- Developer: JetBrains
- Release: 2017
- Written in: Kotlin
- Platform: Android, iOS, macOS, Windows, Linux, Web
- License: Apache License 2.0
- Website: kotlinlang.org/multiplatform/

= Kotlin Multiplatform =

Cross-platform development technology

Kotlin Multiplatform (KMP) is an open-source cross-platform development technology created by JetBrains that enables developers to share code across multiple platforms, including Android, iOS, desktop, web, and server environments, while retaining native programming capabilities.

It is designed to allow selective code sharing, particularly for business logic, networking, and data layers, while platform-specific code can be written natively. An associated UI framework, Compose Multiplatform, provides tools for sharing user interfaces across platforms.

==History==
Kotlin Multiplatform was first introduced by JetBrains at KotlinConf 2017 as "Kotlin Multiplatform Projects" and released experimentally with Kotlin 1.2.

Initially supporting JVM and JavaScript targets, the platform later expanded to include native targets via Kotlin/Native. The mobile-focused term "Kotlin Multiplatform Mobile" (KMM) was later deprecated in favor of the broader term Kotlin Multiplatform.

In November 2023, JetBrains announced that Kotlin Multiplatform had reached stable status and was production-ready.

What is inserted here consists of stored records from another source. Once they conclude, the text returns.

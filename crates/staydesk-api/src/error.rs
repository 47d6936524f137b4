use serde::Deserialize;
use thiserror::Error;

/// Everything that can go wrong talking to the backend
#[derive(Error, Debug)]
pub enum ApiError {
    #[error("Network error: {0}")]
    Network(#[from] reqwest::Error),

    #[error("Not found: {0}")]
    NotFound(String),

    #[error("Unauthorized: {0}")]
    Unauthorized(String),

    #[error("Request failed with status {status}: {message}")]
    Status { status: u16, message: String },

    #[error("Failed to decode response: {0}")]
    Decode(#[from] serde_json::Error),

    #[error("Invalid request: {0}")]
    InvalidRequest(String),
}

pub type Result<T> = std::result::Result<T, ApiError>;

impl ApiError {
    /// HTTP status behind this error, if the server answered at all
    pub fn status(&self) -> Option<u16> {
        match self {
            ApiError::NotFound(_) => Some(404),
            ApiError::Unauthorized(_) => Some(401),
            ApiError::Status { status, .. } => Some(*status),
            ApiError::Network(e) => e.status().map(|s| s.as_u16()),
            ApiError::Decode(_) | ApiError::InvalidRequest(_) => None,
        }
    }

    /// The message a toast should show for this error
    ///
    /// For server errors this is the `message` field the backend sent,
    /// not the formatted `Display` output.
    pub fn user_message(&self) -> String {
        match self {
            ApiError::NotFound(m) | ApiError::Unauthorized(m) => m.clone(),
            ApiError::Status { message, .. } => message.clone(),
            other => other.to_string(),
        }
    }

    /// Build an error from a non-2xx response body
    pub fn from_response(status: u16, body: &str) -> Self {
        let message = extract_message(body).unwrap_or_else(|| {
            if body.trim().is_empty() {
                reqwest::StatusCode::from_u16(status)
                    .ok()
                    .and_then(|s| s.canonical_reason())
                    .unwrap_or("Request failed")
                    .to_string()
            } else {
                body.trim().to_string()
            }
        });

        match status {
            401 => ApiError::Unauthorized(message),
            404 => ApiError::NotFound(message),
            _ => ApiError::Status { status, message },
        }
    }
}

#[derive(Deserialize)]
struct ErrorBody {
    message: Option<String>,
    error: Option<String>,
}

/// Pull the `{message}` field out of an error body
fn extract_message(body: &str) -> Option<String> {
    let parsed: ErrorBody = serde_json::from_str(body).ok()?;
    parsed.message.or(parsed.error).filter(|m| !m.is_empty())
}

#[cfg(test)]
mod tests {
    use super::*;

    #[test]
    fn test_message_body_is_used() {
        let err = ApiError::from_response(400, r#"{"message":"Title is required"}"#);
        assert_eq!(err.user_message(), "Title is required");
        assert_eq!(err.status(), Some(400));
    }

    #[test]
    fn test_not_found_mapping() {
        let err = ApiError::from_response(404, r#"{"message":"Booking not found"}"#);
        assert!(matches!(err, ApiError::NotFound(ref m) if m == "Booking not found"));
    }

    #[test]
    fn test_unauthorized_mapping() {
        let err = ApiError::from_response(401, "");
        assert!(matches!(err, ApiError::Unauthorized(ref m) if m == "Unauthorized"));
    }

    #[test]
    fn test_plain_text_body_falls_back_to_body() {
        let err = ApiError::from_response(502, "upstream down\n");
        assert_eq!(err.user_message(), "upstream down");
    }

    #[test]
    fn test_error_field_is_accepted() {
        let err = ApiError::from_response(500, r#"{"error":"boom"}"#);
        assert_eq!(err.user_message(), "boom");
    }
}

In May 2025, Compose Multiplatform, the declarative user interface framework used with Kotlin Multiplatform, reached stable status for iOS.

==Platform support==
Kotlin Multiplatform supports development for multiple platforms, including:

- Android
- iOS
- macOS
- watchOS
- tvOS
- Windows
- Linux
- Web (via JavaScript and WebAssembly)

Developers can reuse common code across these platforms while maintaining access to platform-specific APIs.

In May 2024, Google announced official support for Kotlin Multiplatform for Android development, particularly for sharing business logic across Android and iOS applications.

== Development model ==
Kotlin Multiplatform uses a modular architecture in which shared code is placed in common modules, while platform-specific implementations are written in separate modules. This allows developers to gradually adopt the technology without rewriting entire applications.

The framework emphasizes interoperability with existing ecosystems, enabling integration with native languages such as Objective-C, Java, and JavaScript.

JetBrains also provides Compose Multiplatform as an open-source declarative UI framework for building cross-platform user interfaces using Kotlin. Based on Jetpack Compose, the framework allows developers to implement a shared UI code architecture across multiple platforms, including Android, iOS, web, and desktop environments.